Aus der Praxis der neuen Job-Welt berichtete Dr. Sebastian Köffer, Leiter von „münsterLand.digital“, einer Einrichtung, die Startup-Unternehmen unterstützt: Die digitale Arbeitswelt verlange vom Menschen lebenslanges Lernen und die Bereitschaft, auch immer wieder neue Berufe und Arbeitsformen auszuüben. Genau da gilt es für den Rechtswissenschaftler Prof. Dr. Ralf Kreikebohm sozialrechtlich noch aufzuholen: Die klassische Einteilung von selbstständiger und abhängiger Beschäftigung müsse differenzierter werden. Auch regte er Absicherungsformen wie die Handwerkerpflichtversicherung für Startups an.
Quelle:Deutsche Rentenversicherung Westfalen
Die berufliche Qualifizierung als Schlüssel für sichere Jobs und in Folge auch für die soziale Absicherung im Alter hob Dr.
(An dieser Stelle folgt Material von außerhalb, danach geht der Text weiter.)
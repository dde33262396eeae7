use std::{path::PathBuf, sync::Arc};

use anyhow::Context;
use tokio::{fs::OpenOptions, io::AsyncWriteExt, sync::Mutex};
use tracing::warn;

use coolwatch_common::{record::HEADER, ObservationRecord};

/// Append-only TSV observation log. Clones share the same file and lock.
#[derive(Clone)]
pub struct RecordLog {
    path: Arc<PathBuf>,
    lock: Arc<Mutex<()>>,
}

impl RecordLog {
    /// Truncates `path` and writes the header row.
    pub async fn create(path: impl Into<PathBuf>) -> anyhow::Result<Self> {
        let path = path.into();
        if let Some(parent) = path.parent().filter(|parent| !parent.as_os_str().is_empty()) {
            tokio::fs::create_dir_all(parent)
                .await
                .with_context(|| format!("failed to create {}", parent.display()))?;
        }
        tokio::fs::write(&path, format!("{HEADER}\n"))
            .await
            .with_context(|| format!("problem creating output file {}", path.display()))?;

        Ok(Self {
            path: Arc::new(path),
            lock: Arc::new(Mutex::new(())),
        })
    }

    pub fn path(&self) -> &std::path::Path {
        self.path.as_ref()
    }

    /// Reopens the file, appends one row and flushes it to disk.
    pub async fn append(&self, record: &ObservationRecord) -> std::io::Result<()> {
        let _guard = self.lock.lock().await;
        let mut file = OpenOptions::new()
            .append(true)
            .create(true)
            .open(self.path.as_ref())
            .await?;
        file.write_all(format!("{}\n", record.to_tsv()).as_bytes())
            .await?;
        file.flush().await?;
        file.sync_data().await
    }

    /// Like [`RecordLog::append`] but only warns on failure; a lost row never stops polling.
    pub async fn record(&self, record: ObservationRecord) {
        if let Err(err) = self.append(&record).await {
            warn!(
                "problem writing to output file {}: {err}",
                self.path.display()
            );
        }
    }

    pub async fn note(&self, note: impl Into<String>) {
        self.record(ObservationRecord::note(note)).await;
    }
}
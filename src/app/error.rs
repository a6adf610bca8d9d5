use axum::{
    http::StatusCode,
    response::{IntoResponse, Response},
    Json,
};
use serde_json::json;
use sqlx::Error as SqlxError;

/// Application error type for unified error handling across the app.
///
/// Policy rejections carry stable `code` strings in the response body so the
/// UI can react to them. Cross-tenant writes are deliberately surfaced with
/// the same generic `forbidden` body as role failures: the response must not
/// reveal whether the target row exists.
#[derive(Debug)]
pub enum AppError {
    /// No valid session (401). Surfaced as "please sign in".
    Unauthenticated,

    /// Actor lacks the required role within their own organization (403).
    Forbidden,

    /// Actor attempted a write into a tenant outside their memberships (403).
    /// Distinct variant for tests and logs, but indistinguishable from
    /// `Forbidden` on the wire.
    CrossTenantWrite,

    /// A nested entity's declared tenant conflicts with its parent's (422).
    TenantMismatch,

    /// A write arrived with no resolvable organization (422).
    MissingTenantContext,

    /// Rows were deleted but dependent stored files were not (500).
    /// Reported for manual reconciliation, never silently swallowed.
    PartialCascade(String),

    /// Invalid input data (400).
    Validation(String),

    /// Row not found, or outside the actor's read scope (404).
    NotFound,

    /// Database errors (500).
    Database(SqlxError),

    /// Generic internal errors (500).
    Internal,
}

impl From<SqlxError> for AppError {
    fn from(err: SqlxError) -> Self {
        AppError::Database(err)
    }
}

impl IntoResponse for AppError {
    fn into_response(self) -> Response {
        let (status, code, message) = match self {
            AppError::Unauthenticated => (
                StatusCode::UNAUTHORIZED,
                "unauthenticated",
                "Please sign in".to_string(),
            ),
            AppError::Forbidden | AppError::CrossTenantWrite => (
                StatusCode::FORBIDDEN,
                "forbidden",
                "Forbidden".to_string(),
            ),
            AppError::TenantMismatch => (
                StatusCode::UNPROCESSABLE_ENTITY,
                "tenant_mismatch",
                "Entity does not belong to the parent's organization".to_string(),
            ),
            AppError::MissingTenantContext => (
                StatusCode::UNPROCESSABLE_ENTITY,
                "missing_tenant_context",
                "Select an organization first".to_string(),
            ),
            AppError::PartialCascade(detail) => {
                tracing::error!(%detail, "cascade left stored files behind");
                (
                    StatusCode::INTERNAL_SERVER_ERROR,
                    "partial_cascade",
                    "Deletion completed but file cleanup failed".to_string(),
                )
            }
            AppError::Validation(msg) => (StatusCode::BAD_REQUEST, "validation", msg),
            AppError::NotFound => (StatusCode::NOT_FOUND, "not_found", "Not found".to_string()),
            AppError::Database(err) => {
                tracing::error!(%err, "database error");
                (
                    StatusCode::INTERNAL_SERVER_ERROR,
                    "internal",
                    "Internal server error".to_string(),
                )
            }
            AppError::Internal => (
                StatusCode::INTERNAL_SERVER_ERROR,
                "internal",
                "Internal server error".to_string(),
            ),
        };

        let body = Json(json!({
            "error": message,
            "code": code,
        }));

        (status, body).into_response()
    }
}
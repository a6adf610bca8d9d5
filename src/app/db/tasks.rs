use sqlx::{FromRow, QueryBuilder, Sqlite, SqliteExecutor};
use time::OffsetDateTime;

use crate::app::domain::OrganizationId;
use crate::app::policy::scope::ScopeFilter;

/// Database row for tasks table. `project_id` is optional; when set, the
/// task's organization_id always equals the project's.
#[derive(Debug, FromRow)]
pub struct Task {
    pub id: String,
    pub organization_id: String,
    pub project_id: Option<String>,
    pub title: String,
    pub done: bool,
    pub created_at: i64,
}

/// Data structure for inserting a new task.
pub struct NewTask {
    pub id: String,
    pub organization_id: OrganizationId,
    pub project_id: Option<String>,
    pub title: String,
}

/// Insert a new task.
pub async fn insert<'e, E>(executor: E, task: &NewTask) -> Result<(), sqlx::Error>
where
    E: SqliteExecutor<'e>,
{
    let now = OffsetDateTime::now_utc().unix_timestamp();
    sqlx::query(
        "INSERT INTO tasks (id, organization_id, project_id, title, done, created_at) VALUES (?, ?, ?, ?, 0, ?)",
    )
    .bind(&task.id)
    .bind(task.organization_id.as_str())
    .bind(&task.project_id)
    .bind(&task.title)
    .bind(now)
    .execute(executor)
    .await?;
    Ok(())
}

/// List tasks visible under the scope filter.
pub async fn list(pool: &sqlx::SqlitePool, scope: &ScopeFilter) -> Result<Vec<Task>, sqlx::Error> {
    let mut qb = QueryBuilder::<Sqlite>::new(
        "SELECT id, organization_id, project_id, title, done, created_at FROM tasks WHERE ",
    );
    scope.push_predicate(&mut qb, "organization_id");
    qb.push(" ORDER BY created_at DESC, id DESC");
    qb.build_query_as::<Task>().fetch_all(pool).await
}

/// Find a task by ID within the scope filter.
pub async fn find_by_id(
    pool: &sqlx::SqlitePool,
    scope: &ScopeFilter,
    id: &str,
) -> Result<Option<Task>, sqlx::Error> {
    let mut qb = QueryBuilder::<Sqlite>::new(
        "SELECT id, organization_id, project_id, title, done, created_at FROM tasks WHERE id = ",
    );
    qb.push_bind(id);
    qb.push(" AND ");
    scope.push_predicate(&mut qb, "organization_id");
    qb.build_query_as::<Task>().fetch_optional(pool).await
}

/// Find a task by ID with no scope applied. Guard and derivation paths only.
pub async fn find_by_id_any<'e, E>(executor: E, id: &str) -> Result<Option<Task>, sqlx::Error>
where
    E: SqliteExecutor<'e>,
{
    sqlx::query_as::<_, Task>(
        "SELECT id, organization_id, project_id, title, done, created_at FROM tasks WHERE id = ?",
    )
    .bind(id)
    .fetch_optional(executor)
    .await
}

/// Update a task's title and done flag.
pub async fn update<'e, E>(executor: E, id: &str, title: &str, done: bool) -> Result<(), sqlx::Error>
where
    E: SqliteExecutor<'e>,
{
    sqlx::query("UPDATE tasks SET title = ?, done = ? WHERE id = ?")
        .bind(title)
        .bind(done)
        .bind(id)
        .execute(executor)
        .await?;
    Ok(())
}

/// Delete a task.
pub async fn delete<'e, E>(executor: E, id: &str) -> Result<(), sqlx::Error>
where
    E: SqliteExecutor<'e>,
{
    sqlx::query("DELETE FROM tasks WHERE id = ?")
        .bind(id)
        .execute(executor)
        .await?;
    Ok(())
}

/// Delete every task of an organization (cascade path).
pub async fn delete_for_org<'e, E>(
    executor: E,
    organization_id: &OrganizationId,
) -> Result<(), sqlx::Error>
where
    E: SqliteExecutor<'e>,
{
    sqlx::query("DELETE FROM tasks WHERE organization_id = ?")
        .bind(organization_id.as_str())
        .execute(executor)
        .await?;
    Ok(())
}

/// Delete every task of a project (cascade path).
pub async fn delete_for_project<'e, E>(executor: E, project_id: &str) -> Result<(), sqlx::Error>
where
    E: SqliteExecutor<'e>,
{
    sqlx::query("DELETE FROM tasks WHERE project_id = ?")
        .bind(project_id)
        .execute(executor)
        .await?;
    Ok(())
}
pub mod attachments;
pub mod auth;
pub mod clients;
pub mod invoices;
pub mod organizations;
pub mod projects;
pub mod tasks;

use serde::Deserialize;

use crate::app::{domain::OrganizationId, error::AppError};

/// Query parameters shared by list endpoints: an optional organization to
/// narrow the read scope to (never to widen it).
#[derive(Debug, Deserialize)]
pub struct ListQuery {
    pub organization_id: Option<String>,
}

/// Parse an optional organization id from a query string or payload.
/// Malformed ids are a validation error, not a lookup miss.
pub fn parse_organization_id(value: Option<&str>) -> Result<Option<OrganizationId>, AppError> {
    value
        .map(OrganizationId::from_string)
        .transpose()
        .map_err(|_| AppError::Validation("Invalid organization id".to_string()))
}
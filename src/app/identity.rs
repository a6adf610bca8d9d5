//! Identity resolution.
//!
//! Turns an authenticated user id into the two orthogonal facts every policy
//! decision needs: the global superadmin flag and the list of
//! (organization, role) memberships. Resolved once per request by the
//! session extractor and carried through the handler, which is the only
//! identity caching this app does — nothing survives the request, so a role
//! change or sign-out can never serve a stale identity to the next request.

use sqlx::SqlitePool;

use crate::app::{
    db,
    domain::{OrganizationId, OrganizationRole, UserId},
    error::AppError,
};

/// One organization membership of the resolved actor.
#[derive(Debug, Clone, PartialEq, Eq)]
pub struct Membership {
    pub organization_id: OrganizationId,
    pub role: OrganizationRole,
}

/// Resolved actor identity. Superadmin is a global capability, never folded
/// into the per-organization roles.
#[derive(Debug, Clone)]
pub struct Identity {
    pub user_id: UserId,
    pub is_superadmin: bool,
    pub memberships: Vec<Membership>,
}

impl Identity {
    /// The actor's role in the given organization, if they are a member.
    pub fn role_in(&self, organization_id: &OrganizationId) -> Option<OrganizationRole> {
        self.memberships
            .iter()
            .find(|m| &m.organization_id == organization_id)
            .map(|m| m.role)
    }

    pub fn is_member_of(&self, organization_id: &OrganizationId) -> bool {
        self.role_in(organization_id).is_some()
    }
}

/// Resolve an actor's identity from the database.
///
/// The superadmin lookup fails closed: any lookup error yields `false`,
/// never an error and never `true`. Incorrectly granting elevated access is
/// unacceptable; incorrectly denying it only degrades functionality.
/// Membership lookup errors propagate normally.
pub async fn resolve(pool: &SqlitePool, user_id: &UserId) -> Result<Identity, AppError> {
    let is_superadmin = db::users::is_superadmin(pool, user_id).await.unwrap_or(false);
    let memberships = db::organizations::memberships_for_user(pool, user_id).await?;

    Ok(Identity {
        user_id: user_id.clone(),
        is_superadmin,
        memberships,
    })
}
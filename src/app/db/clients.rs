use sqlx::{FromRow, QueryBuilder, Sqlite, SqliteExecutor};
use time::OffsetDateTime;

use crate::app::domain::OrganizationId;
use crate::app::policy::scope::ScopeFilter;

/// Database row for clients table.
#[derive(Debug, FromRow)]
pub struct Client {
    pub id: String,
    pub organization_id: String,
    pub name: String,
    pub email: Option<String>,
    pub created_at: i64,
}

/// Data structure for inserting a new client.
pub struct NewClient {
    pub id: String,
    pub organization_id: OrganizationId,
    pub name: String,
    pub email: Option<String>,
}

/// Insert a new client.
pub async fn insert<'e, E>(executor: E, client: &NewClient) -> Result<(), sqlx::Error>
where
    E: SqliteExecutor<'e>,
{
    let now = OffsetDateTime::now_utc().unix_timestamp();
    sqlx::query(
        "INSERT INTO clients (id, organization_id, name, email, created_at) VALUES (?, ?, ?, ?, ?)",
    )
    .bind(&client.id)
    .bind(client.organization_id.as_str())
    .bind(&client.name)
    .bind(&client.email)
    .bind(now)
    .execute(executor)
    .await?;
    Ok(())
}

/// List clients visible under the scope filter.
pub async fn list(pool: &sqlx::SqlitePool, scope: &ScopeFilter) -> Result<Vec<Client>, sqlx::Error> {
    let mut qb = QueryBuilder::<Sqlite>::new(
        "SELECT id, organization_id, name, email, created_at FROM clients WHERE ",
    );
    scope.push_predicate(&mut qb, "organization_id");
    qb.push(" ORDER BY created_at DESC, id DESC");
    qb.build_query_as::<Client>().fetch_all(pool).await
}

/// Find a client by ID within the scope filter.
pub async fn find_by_id(
    pool: &sqlx::SqlitePool,
    scope: &ScopeFilter,
    id: &str,
) -> Result<Option<Client>, sqlx::Error> {
    let mut qb = QueryBuilder::<Sqlite>::new(
        "SELECT id, organization_id, name, email, created_at FROM clients WHERE id = ",
    );
    qb.push_bind(id);
    qb.push(" AND ");
    scope.push_predicate(&mut qb, "organization_id");
    qb.build_query_as::<Client>().fetch_optional(pool).await
}

/// Find a client by ID with no scope applied. Guard paths only.
pub async fn find_by_id_any<'e, E>(executor: E, id: &str) -> Result<Option<Client>, sqlx::Error>
where
    E: SqliteExecutor<'e>,
{
    sqlx::query_as::<_, Client>(
        "SELECT id, organization_id, name, email, created_at FROM clients WHERE id = ?",
    )
    .bind(id)
    .fetch_optional(executor)
    .await
}

/// Update a client's mutable fields.
pub async fn update<'e, E>(
    executor: E,
    id: &str,
    name: &str,
    email: Option<&str>,
) -> Result<(), sqlx::Error>
where
    E: SqliteExecutor<'e>,
{
    sqlx::query("UPDATE clients SET name = ?, email = ? WHERE id = ?")
        .bind(name)
        .bind(email)
        .bind(id)
        .execute(executor)
        .await?;
    Ok(())
}

/// Delete a client.
pub async fn delete<'e, E>(executor: E, id: &str) -> Result<(), sqlx::Error>
where
    E: SqliteExecutor<'e>,
{
    sqlx::query("DELETE FROM clients WHERE id = ?")
        .bind(id)
        .execute(executor)
        .await?;
    Ok(())
}

/// Delete every client of an organization (cascade path).
pub async fn delete_for_org<'e, E>(
    executor: E,
    organization_id: &OrganizationId,
) -> Result<(), sqlx::Error>
where
    E: SqliteExecutor<'e>,
{
    sqlx::query("DELETE FROM clients WHERE organization_id = ?")
        .bind(organization_id.as_str())
        .execute(executor)
        .await?;
    Ok(())
}
use sqlx::{FromRow, QueryBuilder, Sqlite, SqliteExecutor};
use time::OffsetDateTime;

use crate::app::domain::OrganizationId;
use crate::app::policy::scope::ScopeFilter;

/// Database row for attachments table. Exactly one of project_id/task_id is
/// set; storage_path is derived by the policy layer, never caller-supplied.
#[derive(Debug, FromRow)]
pub struct Attachment {
    pub id: String,
    pub organization_id: String,
    pub project_id: Option<String>,
    pub task_id: Option<String>,
    pub file_name: String,
    pub storage_path: String,
    pub byte_size: i64,
    pub created_at: i64,
}

/// Data structure for inserting a new attachment.
pub struct NewAttachment {
    pub id: String,
    pub organization_id: OrganizationId,
    pub project_id: Option<String>,
    pub task_id: Option<String>,
    pub file_name: String,
    pub storage_path: String,
    pub byte_size: i64,
}

/// Insert a new attachment.
pub async fn insert<'e, E>(executor: E, attachment: &NewAttachment) -> Result<(), sqlx::Error>
where
    E: SqliteExecutor<'e>,
{
    let now = OffsetDateTime::now_utc().unix_timestamp();
    sqlx::query(
        "INSERT INTO attachments (id, organization_id, project_id, task_id, file_name, storage_path, byte_size, created_at) VALUES (?, ?, ?, ?, ?, ?, ?, ?)",
    )
    .bind(&attachment.id)
    .bind(attachment.organization_id.as_str())
    .bind(&attachment.project_id)
    .bind(&attachment.task_id)
    .bind(&attachment.file_name)
    .bind(&attachment.storage_path)
    .bind(attachment.byte_size)
    .bind(now)
    .execute(executor)
    .await?;
    Ok(())
}

/// List attachments visible under the scope filter.
pub async fn list(
    pool: &sqlx::SqlitePool,
    scope: &ScopeFilter,
) -> Result<Vec<Attachment>, sqlx::Error> {
    let mut qb = QueryBuilder::<Sqlite>::new(
        "SELECT id, organization_id, project_id, task_id, file_name, storage_path, byte_size, created_at FROM attachments WHERE ",
    );
    scope.push_predicate(&mut qb, "organization_id");
    qb.push(" ORDER BY created_at DESC, id DESC");
    qb.build_query_as::<Attachment>().fetch_all(pool).await
}

/// Find an attachment by ID within the scope filter.
pub async fn find_by_id(
    pool: &sqlx::SqlitePool,
    scope: &ScopeFilter,
    id: &str,
) -> Result<Option<Attachment>, sqlx::Error> {
    let mut qb = QueryBuilder::<Sqlite>::new(
        "SELECT id, organization_id, project_id, task_id, file_name, storage_path, byte_size, created_at FROM attachments WHERE id = ",
    );
    qb.push_bind(id);
    qb.push(" AND ");
    scope.push_predicate(&mut qb, "organization_id");
    qb.build_query_as::<Attachment>().fetch_optional(pool).await
}

/// Find an attachment by ID with no scope applied. Guard paths only.
pub async fn find_by_id_any<'e, E>(executor: E, id: &str) -> Result<Option<Attachment>, sqlx::Error>
where
    E: SqliteExecutor<'e>,
{
    sqlx::query_as::<_, Attachment>(
        "SELECT id, organization_id, project_id, task_id, file_name, storage_path, byte_size, created_at FROM attachments WHERE id = ?",
    )
    .bind(id)
    .fetch_optional(executor)
    .await
}

/// Delete an attachment row.
pub async fn delete<'e, E>(executor: E, id: &str) -> Result<(), sqlx::Error>
where
    E: SqliteExecutor<'e>,
{
    sqlx::query("DELETE FROM attachments WHERE id = ?")
        .bind(id)
        .execute(executor)
        .await?;
    Ok(())
}

/// All attachments of an organization, for cascade file cleanup.
pub async fn list_for_org<'e, E>(
    executor: E,
    organization_id: &OrganizationId,
) -> Result<Vec<Attachment>, sqlx::Error>
where
    E: SqliteExecutor<'e>,
{
    sqlx::query_as::<_, Attachment>(
        "SELECT id, organization_id, project_id, task_id, file_name, storage_path, byte_size, created_at FROM attachments WHERE organization_id = ?",
    )
    .bind(organization_id.as_str())
    .fetch_all(executor)
    .await
}

/// All attachments under a project, including ones on the project's tasks.
pub async fn list_for_project<'e, E>(
    executor: E,
    project_id: &str,
) -> Result<Vec<Attachment>, sqlx::Error>
where
    E: SqliteExecutor<'e>,
{
    sqlx::query_as::<_, Attachment>(
        "SELECT id, organization_id, project_id, task_id, file_name, storage_path, byte_size, created_at FROM attachments \
         WHERE project_id = ? OR task_id IN (SELECT id FROM tasks WHERE project_id = ?)",
    )
    .bind(project_id)
    .bind(project_id)
    .fetch_all(executor)
    .await
}

/// Delete every attachment of an organization (cascade path).
pub async fn delete_for_org<'e, E>(
    executor: E,
    organization_id: &OrganizationId,
) -> Result<(), sqlx::Error>
where
    E: SqliteExecutor<'e>,
{
    sqlx::query("DELETE FROM attachments WHERE organization_id = ?")
        .bind(organization_id.as_str())
        .execute(executor)
        .await?;
    Ok(())
}

/// Delete every attachment under a project, including task-scoped ones
/// (cascade path).
pub async fn delete_for_project<'e, E>(executor: E, project_id: &str) -> Result<(), sqlx::Error>
where
    E: SqliteExecutor<'e>,
{
    sqlx::query(
        "DELETE FROM attachments WHERE project_id = ? OR task_id IN (SELECT id FROM tasks WHERE project_id = ?)",
    )
    .bind(project_id)
    .bind(project_id)
    .execute(executor)
    .await?;
    Ok(())
}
Rolf Schmachtenberg hervor. Der Staatssekretär im Bundesministerium für Arbeit und Soziales präsentierte in seinem Beitrag ausführlich die Maßnahmen, wie die Bundesregierung diese Herausforderung meistern will. Womit dann auch die prominenten Bundespolitiker am Zuge waren: Beispielsweise Hermann Gröhe (CDU), der mehr Mut und Optimismus einforderte, „dass das Zukunftslied der Digitalisierung in Deutschland nicht permanent in Moll gesungen wird.“ Für ihn wie auch für seine Kollegin Katja Mast (SPD) ist die Qualifikation der Beschäftigten eine der Kernaufgaben. Mast rief dazu auf, die Digitalisierung proaktiv zu gestalten. Als einen ersten wichtigen Schritt nannte sie die Aufnahme der Selbstständigen in die Rentenversicherung. Auch FDP-Mann Johannes Vogel sprach sich für die Nationale Weiterbildungsstrategie aus. Er verlangte zudem eine Weiterentwicklung der Sozialsysteme, um auch „Zick-Zack-Lebensläufe“ in den Erwerbsmodellen sozial besser absichern zu können. Matthias W. Birkwald (Die Linke) brachte sowohl eine solidarische Mindestrente als auch die Erwerbstätigenversicherung in die Diskussion ein.
Insgesamt eine sehr muntere Debatte also – ganz nach dem Geschmack des Vorsitzenden der Vertreterversammlung, Karl Schiewerling. Er lud in seinem Schlusswort bereits zur Münster ||| Konferenz 2020 ein.